*How to complete this task*
Where the records below reach the line containing "use std::path::Path;", start transcribing, and end with the line containing "let mut combined = self.stdout.clone();", exactly and with nothing else added.
::: The data :::
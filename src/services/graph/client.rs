//! Identity-graph client interface used by the role resolver.
use async_trait::async_trait;
use thiserror::Error;

use crate::services::graph::types::{
    AppRoleAssignment, BearerToken, ServicePrincipal, UserIdentity,
};

pub type GraphResult<T> = Result<T, GraphError>;

/// Graph-layer errors (transport/status/body).
///
/// Note:
/// - We keep this independent from `AppError` so each pipeline stage decides how a
///   failure surfaces (400 for identity, 500 for the catalog, policy for assignments).
#[derive(Debug, Error)]
pub enum GraphError {
    #[error("graph transport error: {0}")]
    Transport(String),
    #[error("graph returned status {status}: {}", .message.as_deref().unwrap_or("no error message"))]
    Status { status: u16, message: Option<String> },
    #[error("graph response decode error: {0}")]
    Decode(String),
}

impl GraphError {
    pub fn status(&self) -> Option<u16> {
        match self {
            GraphError::Status { status, .. } => Some(*status),
            _ => None,
        }
    }
}

/// Read-only lookups against the identity graph.
///
/// Every call is made on behalf of the caller with the caller's own token.
#[async_trait]
pub trait GraphClient: Send + Sync + 'static {
    // Resolve the principal the token was issued to (`GET /me`).
    async fn me(&self, token: &BearerToken) -> GraphResult<UserIdentity>;

    // Service principals whose `appId` equals `app_id`, in response order.
    async fn service_principals_by_app_id(
        &self,
        token: &BearerToken,
        app_id: &str,
    ) -> GraphResult<Vec<ServicePrincipal>>;

    // First page of the user's app role assignments.
    async fn app_role_assignments(
        &self,
        token: &BearerToken,
        user: &UserIdentity,
    ) -> GraphResult<Vec<AppRoleAssignment>>;
}
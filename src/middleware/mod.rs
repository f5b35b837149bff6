/*
 * Responsibility
 * - middleware の公開インターフェース
 * - app.rs からは cors::apply / http::apply / security_headers::apply を呼ぶだけ
 */
pub mod cors;
pub mod http;
pub mod security_headers;
pub mod roles;
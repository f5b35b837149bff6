pub mod graph;
pub mod roles;
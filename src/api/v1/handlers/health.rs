/*
 * Responsibility
 * - GET /health (疎通用)
 * - Graph には触れない (プロセスが応答できるかだけを見る)
 */
use axum::Json;
use serde::Serialize;

#[derive(Debug, Serialize)]
pub struct HealthResponse {
    pub status: &'static str,
    pub service: &'static str,
    pub version: &'static str,
}

pub async fn health() -> Json<HealthResponse> {
    Json(HealthResponse {
        status: "ok",
        service: env!("CARGO_PKG_NAME"),
        version: env!("CARGO_PKG_VERSION"),
    })
}
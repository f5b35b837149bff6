pub mod client;
pub mod http;
pub mod types;

pub use client::{GraphClient, GraphError};
pub use http::HttpGraphClient;
pub use types::{AppRole, BearerToken, UserIdentity};
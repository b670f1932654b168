//! External tool invocation.
//!
//! The build tool is an opaque operation from the provider's point of view:
//! working directory, argument list and environment in, captured output and
//! success/failure out. Output is always captured, never streamed, because
//! the engine owns the terminal.

use std::collections::BTreeMap;
use std::path::Path;

use thiserror::Error;
use tokio::process::Command;
use tracing::{debug, info, warn};

#[derive(Debug, Error)]
pub enum ToolError {
  #[error("failed to spawn {binary}: {source}")]
  Spawn {
    binary: String,
    source: std::io::Error,
  },

  #[error("{binary} {args} exited with status {code:?}; output:\n{output}")]
  Failed {
    binary: String,
    args: String,
    code: Option<i32>,
    output: String,
  },
}

/// Captured output of a finished tool invocation.
#[derive(Debug)]
pub struct ToolOutput {
  pub stdout: String,
  pub stderr: String,
}

impl ToolOutput {
  /// stdout and stderr concatenated, for error reporting.
  pub fn combined(&self) -> String {
    let mut combined = self.stdout.clone();
    if !self.stderr.is_empty() {
      if !combined.is_empty() && !combined.ends_with('\n') {
        combined.push('\n');
      }
      combined.push_str(&self.stderr);
    }
    combined
  }
}

/// Runs `binary` with `args` in `dir`, with exactly the environment `env`.
///
/// The child's environment is cleared first; whatever pass-through the caller
/// wants must already be baked into `env` (see [`crate::packer::env`]). A
/// non-zero exit is an error carrying the combined output; the environment is
/// deliberately left out of the error text since it may hold sensitive
/// values.
pub async fn run_tool(
  binary: &str,
  dir: Option<&Path>,
  env: &BTreeMap<String, String>,
  args: &[String],
) -> Result<ToolOutput, ToolError> {
  info!(binary = %binary, args = ?args, "running build tool");

  let mut command = Command::new(binary);
  command.args(args).env_clear().envs(env);
  if let Some(dir) = dir {
    command.current_dir(dir);
  }

  let output = command.output().await.map_err(|e| ToolError::Spawn {
    binary: binary.to_string(),
    source: e,
  })?;

  let tool_output = ToolOutput {
    stdout: String::from_utf8_lossy(&output.stdout).to_string(),
    stderr: String::from_utf8_lossy(&output.stderr).to_string(),
  };

  if !output.status.success() {
    warn!(
      binary = %binary,
      code = ?output.status.code(),
      "build tool failed"
    );
    return Err(ToolError::Failed {
      binary: binary.to_string(),
      args: args.join(" "),
      code: output.status.code(),
      output: tool_output.combined(),
    });
  }

  if !tool_output.stdout.is_empty() {
    debug!(stdout = %tool_output.stdout.trim_end(), "tool output");
  }

  Ok(tool_output)
}
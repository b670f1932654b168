//! Plugin surface.
//!
//! The `Provider` is what the declarative engine talks to: it owns the
//! process-scoped build registry and the validated tool settings, and hands
//! them to the image resource (the rendezvous driver) and the data sources
//! (observers and helpers). One provider is constructed at startup and shared
//! for the life of the process.

pub mod build_watch;
pub mod files;
pub mod image;

use std::collections::BTreeMap;

use thiserror::Error;
use tracing::info;

use crate::packer::manifest::ManifestError;
use crate::packer::run::ToolError;
use crate::packer::vars::VarsError;
use crate::packer::version::{VersionError, detect_version};
use crate::rendezvous::{BuildRegistry, RendezvousError};
use crate::util::hash::HashError;

/// Payload a driver publishes when it claims a named build.
///
/// Observers that rendezvous on the name read the generated build UUID from
/// here once the start signal fires.
#[derive(Debug, Clone)]
pub struct BuildHandle {
  pub build_uuid: String,
}

/// Errors surfaced by provider operations.
#[derive(Debug, Error)]
pub enum ProviderError {
  #[error(transparent)]
  Rendezvous(#[from] RendezvousError),

  #[error(transparent)]
  Tool(#[from] ToolError),

  #[error(transparent)]
  Vars(#[from] VarsError),

  #[error(transparent)]
  Manifest(#[from] ManifestError),

  #[error(transparent)]
  Version(#[from] VersionError),

  #[error(transparent)]
  Hash(#[from] HashError),

  /// The build finished but the user-required manifest was never written.
  #[error(
    "expected manifest at {path} but it was not created; ensure a manifest \
     post-processor writes to this path"
  )]
  ManifestNotProduced { path: String },

  /// The configured tool binary could not be validated at provider setup.
  #[error("tool binary {binary} failed validation: {source}")]
  BadToolBinary {
    binary: String,
    source: VersionError,
  },
}

/// Provider configuration.
#[derive(Debug, Clone)]
pub struct ProviderSettings {
  /// Tool binary to invoke; resolved through PATH when not absolute.
  pub tool_binary: String,
}

impl Default for ProviderSettings {
  fn default() -> Self {
    ProviderSettings {
      tool_binary: "packer".to_string(),
    }
  }
}

/// The configured provider: validated settings plus the build registry.
#[derive(Debug)]
pub struct Provider {
  settings: ProviderSettings,
  registry: BuildRegistry<BuildHandle>,
}

impl Provider {
  /// Validates the settings and constructs the provider.
  ///
  /// The tool binary is probed with a version run so a bad path fails here,
  /// at configure time, instead of in the middle of the first build.
  pub async fn configure(settings: ProviderSettings) -> Result<Self, ProviderError> {
    let version = detect_version(&settings.tool_binary, None, &BTreeMap::new(), true)
      .await
      .map_err(|source| ProviderError::BadToolBinary {
        binary: settings.tool_binary.clone(),
        source,
      })?;
    info!(binary = %settings.tool_binary, version = %version, "provider configured");

    Ok(Provider {
      settings,
      registry: BuildRegistry::new(),
    })
  }

  /// Constructs a provider without probing the tool binary.
  ///
  /// For callers that validate availability themselves (and for tests that
  /// never touch the tool).
  pub fn with_settings(settings: ProviderSettings) -> Self {
    Provider {
      settings,
      registry: BuildRegistry::new(),
    }
  }

  pub fn settings(&self) -> &ProviderSettings {
    &self.settings
  }

  /// The process-scoped rendezvous registry.
  pub fn registry(&self) -> &BuildRegistry<BuildHandle> {
    &self.registry
  }
}

#[cfg(test)]
mod tests {
  use super::*;

  #[tokio::test]
  async fn configure_rejects_missing_binary() {
    let settings = ProviderSettings {
      tool_binary: "definitely-not-a-real-binary".to_string(),
    };
    let err = Provider::configure(settings).await.unwrap_err();
    assert!(matches!(err, ProviderError::BadToolBinary { .. }));
  }

  #[tokio::test]
  #[cfg(unix)]
  async fn configure_accepts_working_binary() {
    use std::os::unix::fs::PermissionsExt;

    let temp = tempfile::tempdir().unwrap();
    let fake = temp.path().join("packer");
    std::fs::write(&fake, "#!/bin/sh\necho 'Packer v1.10.0'\n").unwrap();
    std::fs::set_permissions(&fake, std::fs::Permissions::from_mode(0o755)).unwrap();

    let provider = Provider::configure(ProviderSettings {
      tool_binary: fake.to_string_lossy().to_string(),
    })
    .await
    .unwrap();
    assert_eq!(provider.settings().tool_binary, fake.to_string_lossy());
  }

  #[test]
  fn default_settings_use_packer_from_path() {
    assert_eq!(ProviderSettings::default().tool_binary, "packer");
  }
}
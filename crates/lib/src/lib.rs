//! imagebake-lib: drives a Packer-compatible build tool for a declarative
//! infrastructure engine.
//!
//! The crate is organized around three layers:
//! - `rendezvous`: coordination of independently scheduled tasks on named
//!   build lifecycles (one driver, many observers)
//! - `packer`: interop with the external tool (environment, invocation,
//!   variables, version, manifest)
//! - `provider`: the plugin surface the engine consumes (image resource and
//!   data sources)

pub mod packer;
pub mod provider;
pub mod rendezvous;
pub mod util;
//! One-shot broadcast signal.
//!
//! A `OnceSignal` is fired at most once and observed by any number of waiters.
//! Waiters that arrive before the fire block until it happens; waiters that
//! arrive after it return immediately. Firing never blocks, whether or not
//! anyone is currently waiting.

use tokio::sync::watch;

/// A broadcast event that fires exactly once.
///
/// Built on a `watch` channel: the fire flips the watched value, which wakes
/// every current subscriber and is immediately visible to every future one.
/// The watch channel provides the acquire/release edge, so state written
/// before [`OnceSignal::fire`] is visible to any task whose
/// [`OnceSignal::observed`] returns afterwards.
#[derive(Debug)]
pub struct OnceSignal {
  tx: watch::Sender<bool>,
}

impl OnceSignal {
  /// Creates a signal in the unfired state.
  pub fn new() -> Self {
    let (tx, _rx) = watch::channel(false);
    OnceSignal { tx }
  }

  /// Fires the signal, waking all current and future waiters.
  ///
  /// Never blocks. Firing with nobody listening is fine; the event is latched
  /// and later waiters observe it immediately.
  ///
  /// # Panics
  ///
  /// Panics if called twice. A second fire means the caller broke its
  /// fire-exactly-once contract, which is a bug in the caller, not a
  /// recoverable condition.
  pub fn fire(&self) {
    let already_fired = self.tx.send_replace(true);
    assert!(!already_fired, "one-shot signal fired twice");
  }

  /// Returns whether the signal has fired.
  pub fn is_fired(&self) -> bool {
    *self.tx.borrow()
  }

  /// Waits until the signal has fired.
  ///
  /// Returns immediately if it already has. Blocks indefinitely otherwise;
  /// callers that need a deadline wrap this in `tokio::time::timeout`.
  pub async fn observed(&self) {
    let mut rx = self.tx.subscribe();
    // wait_for inspects the current value before parking, so an
    // already-fired signal never blocks. The sender lives in self, so the
    // channel cannot close while we borrow it.
    rx.wait_for(|fired| *fired)
      .await
      .expect("signal sender dropped while borrowed");
  }
}

impl Default for OnceSignal {
  fn default() -> Self {
    Self::new()
  }
}
//! Rendezvous on named builds.
//!
//! Independently scheduled tasks coordinate on the lifecycle of a named build
//! without being wired together: one *driver* runs the build and publishes
//! its start and outcome; any number of *observers* wait on those events.
//! Each name carries exactly one start and one completion; nothing here
//! retries, schedules, or orders unrelated names.

mod record;
mod registry;
mod signal;

pub use record::BuildRecord;
pub use registry::BuildRegistry;
pub use signal::OnceSignal;

use thiserror::Error;

/// Terminal result of a driven build.
///
/// A failed build is a normal terminal state, carried to observers as data.
/// It is never surfaced as an error from a wait.
#[derive(Debug, Clone, Copy, PartialEq, Eq)]
pub enum BuildOutcome {
  Success,
  Failure,
}

impl BuildOutcome {
  pub fn is_success(self) -> bool {
    matches!(self, BuildOutcome::Success)
  }

  /// Maps a driver's success flag into an outcome.
  pub fn from_success(success: bool) -> Self {
    if success {
      BuildOutcome::Success
    } else {
      BuildOutcome::Failure
    }
  }
}

/// Usage errors of the rendezvous API.
///
/// Every variant indicates a bug in the calling collaborator rather than a
/// transient condition; none of them is worth retrying, and none of them
/// leaves a record in a state that could hang a later operation.
#[derive(Debug, Error)]
pub enum RendezvousError {
  /// Build names identify records; the empty string is rejected uniformly at
  /// the boundary.
  #[error("build name must not be empty")]
  EmptyName,

  /// A second driver tried to claim an in-flight build.
  #[error("build {name:?} is already started, specify a different name")]
  AlreadyStarted { name: String },

  /// Completion was reported for a build that never started.
  #[error("build {name:?} has not been started")]
  NotStarted { name: String },

  /// Completion was reported twice; the first outcome stands.
  #[error("build {name:?} is already finished")]
  AlreadyFinished { name: String },
}
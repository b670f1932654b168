//! Per-build rendezvous state.
//!
//! A `BuildRecord` tracks the lifecycle of one named build: unstarted, then
//! started, then finished. The driver moves the record through those
//! transitions; observers wait on them without knowing who the driver is, or
//! whether it has been scheduled yet.

use std::sync::Mutex;

use crate::rendezvous::signal::OnceSignal;
use crate::rendezvous::{BuildOutcome, RendezvousError};

/// Mutable lifecycle state, guarded by the record's mutex.
///
/// `started` and `finished` only ever transition false to true, and payload
/// and outcome are written before the corresponding flag flips. Observers
/// never read this struct directly; everything is published through the
/// signals.
#[derive(Debug)]
struct RecordState<P> {
  payload: Option<P>,
  started: bool,
  finished: bool,
  outcome: Option<BuildOutcome>,
}

/// Rendezvous state for a single named build.
///
/// Exactly one driver calls [`BuildRecord::begin`] and later
/// [`BuildRecord::complete`]; any number of observers call
/// [`BuildRecord::await_start`] and [`BuildRecord::await_completion`] in any
/// order relative to the driver. The record enforces the strictly linear
/// state machine `unstarted -> started -> finished` and rejects every
/// transition that would skip or repeat a step.
#[derive(Debug)]
pub struct BuildRecord<P> {
  name: String,
  state: Mutex<RecordState<P>>,
  start: OnceSignal,
  completion: OnceSignal,
}

impl<P> BuildRecord<P> {
  pub(crate) fn new(name: String) -> Self {
    BuildRecord {
      name,
      state: Mutex::new(RecordState {
        payload: None,
        started: false,
        finished: false,
        outcome: None,
      }),
      start: OnceSignal::new(),
      completion: OnceSignal::new(),
    }
  }

  /// The build name this record was registered under.
  pub fn name(&self) -> &str {
    &self.name
  }

  /// Claims the record for driving: publishes `payload` and signals start.
  ///
  /// Fails with [`RendezvousError::AlreadyStarted`] if another driver (or an
  /// earlier refresh) got there first; the original payload is retained so a
  /// second driver cannot overwrite an in-flight build's identity.
  pub fn begin(&self, payload: P) -> Result<(), RendezvousError> {
    let mut state = self.state.lock().unwrap();
    if state.started {
      return Err(RendezvousError::AlreadyStarted {
        name: self.name.clone(),
      });
    }
    state.payload = Some(payload);
    state.started = true;
    // Firing under the lock is fine: the signal never blocks, and it keeps
    // the signal order identical to the state transition order.
    self.start.fire();
    Ok(())
  }

  /// Publishes `payload` without claiming the record, signaling start if it
  /// has not happened yet.
  ///
  /// Observers that learn about a build before any driver use this to make
  /// the start observable. Once a build is started the call is a complete
  /// no-op: the driver's payload is untouched and no signal is re-fired.
  pub fn refresh(&self, payload: P) {
    let mut state = self.state.lock().unwrap();
    if state.started {
      return;
    }
    state.payload = Some(payload);
    state.started = true;
    self.start.fire();
  }

  /// Records the outcome and signals completion.
  ///
  /// Fails with [`RendezvousError::NotStarted`] when the build was never
  /// started, and with [`RendezvousError::AlreadyFinished`] on a second call;
  /// the rejected call leaves the first outcome intact and fires nothing, so
  /// waiters cannot hang or observe a changed result.
  pub fn complete(&self, outcome: BuildOutcome) -> Result<(), RendezvousError> {
    let mut state = self.state.lock().unwrap();
    if !state.started {
      return Err(RendezvousError::NotStarted {
        name: self.name.clone(),
      });
    }
    if state.finished {
      return Err(RendezvousError::AlreadyFinished {
        name: self.name.clone(),
      });
    }
    state.outcome = Some(outcome);
    state.finished = true;
    self.completion.fire();
    Ok(())
  }
}

impl<P: Clone> BuildRecord<P> {
  /// Waits until the build has started and returns the published payload.
  ///
  /// Returns immediately if the build already started. Blocks indefinitely
  /// otherwise; callers apply their own deadline via `tokio::time::timeout`,
  /// and a timed-out wait has no effect on the record or on other waiters.
  pub async fn await_start(&self) -> P {
    self.start.observed().await;
    let state = self.state.lock().unwrap();
    state
      .payload
      .clone()
      .expect("payload published before start signal")
  }

  /// Waits until the build has finished and returns its outcome.
  ///
  /// A build cannot finish before it starts, so this first waits for start,
  /// then for completion. A failed build is a normal return value here
  /// ([`BuildOutcome::Failure`]), never an error or a hung wait.
  pub async fn await_completion(&self) -> BuildOutcome {
    self.start.observed().await;
    self.completion.observed().await;
    let state = self.state.lock().unwrap();
    state
      .outcome
      .expect("outcome recorded before completion signal")
  }
}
:::
*Expected output*
use std::path::Path;

use thiserror::Error;
use tokio::process::Command;
use tracing::{debug, info, warn};

#[derive(Debug, Error)]
pub enum ToolError {
  #[error("failed to spawn {binary}: {source}")]
  Spawn {
    binary: String,
    source: std::io::Error,
  },

  #[error("{binary} {args} exited with status {code:?}; output:\n{output}")]
  Failed {
    binary: String,
    args: String,
    code: Option<i32>,
    output: String,
  },
}

/// Captured output of a finished tool invocation.
#[derive(Debug)]
pub struct ToolOutput {
  pub stdout: String,
  pub stderr: String,
}

impl ToolOutput {
  /// stdout and stderr concatenated, for error reporting.
  pub fn combined(&self) -> String {
    let mut combined = self.stdout.clone();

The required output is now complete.